In online romance terms, what would you like on a first date, Meng asked: a person who plays “hard to get,” or one who is “clearly into” you? The clicker data was strong: 4-to-1 in favor of a date clearly into them.

But can you generalize from a data set drawn from a room full of Harvard students in roughly the same age group? No, said Meng. A good survey requires knowing the people whose opinions you are collecting.

In the world of health and medicine, he outlined the complexity of judgment needed to draw a conclusion from clinical trials — “a huge industry,” he said, “and exceedingly complicated.”

As an example, Meng cited a study that compared two treatments used for kidney stones. It showed the persuasive allure of quantitative evidence, as well as the way a nonrigorous examination of numbers can backfire.

At first glance, Treatment B seemed to claim the highest numbers of good outcomes — 83 percent to 78 percent. But behind the numbers, by way of something statisticians call Simpson’s Paradox, Treatment A clearly trumped B. Meng’s lessons: Look for additional data and know what questions were asked to arrive at each set of numbers.

In a parallel way, statistics have a special allure in courts of law, where lawyers may use quantitative data in ways that seduce the untrained mind. “Statistics is always about presenting evidence,” said Meng, and listeners have to be aware of the pitfalls.

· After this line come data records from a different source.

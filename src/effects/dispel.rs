//! Dispel effect: strips statuses from units.

use serde::{Deserialize, Serialize};
use serde_json::Value;

use crate::battle::{BattleCommand, BattleInfo, StatusId, Unit};
use crate::core::{AimType, BattleRng, SpellLevel};
use crate::spells::{EffectTarget, Mechanics, Problem, Target};

use super::effect::{Applicability, Application, Effect, EffectCore, TargetTransform};
use super::registry::EffectType;
use super::unit::UnitSelector;

/// Configuration of a dispel effect.
#[derive(Clone, Debug, Default, PartialEq, Eq, Serialize, Deserialize)]
#[serde(rename_all = "camelCase", default)]
pub struct DispelConfig {
    /// Statuses to remove. Empty removes everything.
    pub statuses: Vec<StatusId>,
}

#[derive(Clone, Debug)]
pub struct Dispel {
    core: EffectCore,
    config: DispelConfig,
}

impl Dispel {
    #[must_use]
    pub fn config(&self) -> &DispelConfig {
        &self.config
    }

    #[must_use]
    pub fn with_config(mut self, config: DispelConfig) -> Self {
        self.config = config;
        self
    }
}

impl EffectType for Dispel {
    const TYPE_NAME: &'static str = "dispel";

    fn with_level(level: SpellLevel) -> Self {
        Self {
            core: EffectCore::new(level),
            config: DispelConfig::default(),
        }
    }
}

impl UnitSelector for Dispel {
    fn accepts(&self, _m: &dyn Mechanics, unit: &Unit) -> bool {
        if self.config.statuses.is_empty() {
            !unit.statuses.is_empty()
        } else {
            self.config.statuses.iter().any(|status| unit.has_status(*status))
        }
    }
}

impl TargetTransform for Dispel {
    fn adjust_target_types(&self, _types: &mut Vec<AimType>) {}

    fn filter_target(&self, m: &dyn Mechanics, target: &EffectTarget) -> EffectTarget {
        self.select_units(m, target)
    }

    fn transform_target(&self, m: &dyn Mechanics, _aim_point: &Target, spell_target: &Target) -> EffectTarget {
        self.select_units(m, spell_target)
    }
}

impl Applicability for Dispel {
    fn applicable(&self, problem: &mut Problem, m: &dyn Mechanics) -> bool {
        self.check_candidates(problem, m)
    }

    fn applicable_to(
        &self,
        problem: &mut Problem,
        m: &dyn Mechanics,
        _aim_point: &Target,
        target: &EffectTarget,
    ) -> bool {
        self.check_units(problem, m, target)
    }
}

impl Application for Dispel {
    fn commands(&self, _rng: &mut BattleRng, m: &dyn Mechanics, target: &EffectTarget) -> Vec<BattleCommand> {
        let battle = m.battle();
        target
            .iter()
            .filter_map(|dest| dest.unit.and_then(|id| battle.unit(id)))
            .filter(|unit| self.is_valid_unit(m, unit))
            .map(|unit| BattleCommand::RemoveStatuses {
                unit: unit.id,
                statuses: self.config.statuses.clone(),
            })
            .collect()
    }
}

impl Effect for Dispel {
    fn core(&self) -> &EffectCore {
        &self.core
    }

    fn core_mut(&mut self) -> &mut EffectCore {
        &mut self.core
    }

    fn type_name(&self) -> &'static str {
        Self::TYPE_NAME
    }

    fn load_effect(&mut self, config: &Value) -> Result<(), serde_json::Error> {
        self.config = DispelConfig::deserialize(config)?;
        Ok(())
    }

    fn save_effect(&self) -> Result<Value, serde_json::Error> {
        serde_json::to_value(&self.config)
    }
}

As a case study, he used a real-life example of a man accused of rape based on DNA found at the crime scene. Chretien and the course’s other teaching fellow, Kari Lock, role-played lawyers for the prosecution and defense, basing their evidence on the same DNA evidence. Clickers in hand, just over half the students voted to convict. The informed answer? As with others, Meng promised it would come later in the semester.

Toward the end of class, Statistics 105 took a lighter turn: lessons on probability and confidence intervals based on chocolates that may or may not contain champagne. (With lunchtime drawing near, everyone got some samples.)

Meng collected several sets of student-clicker data, based on questions that increasingly revealed more information. “How you ask a question,” he said of designing statistical queries, “is very important.”

The more information there is packed into a question, the more that polled opinions shift gradually closer to the truth. In a first clicker survey, none of the students reported that their chocolate (chosen at random) contained champagne; by the third survey, 17 percent reported they tasted champagne in their samples. (The real answer — 33 percent — should have emerged, since one-third of the chocolates were laced with champagne, said Meng.)

Class ended on a light note, too, with a real-life lesson from a “Forrest Gump” video clip. “Life is like a box of chocolates,” the Tom Hanks title character offers. “You never know what you’re going to get.”

That may be true, said Meng later. But with a grasp of elementary statistics, he added, “you can estimate what you are going to get — especially after taking Stat 105.”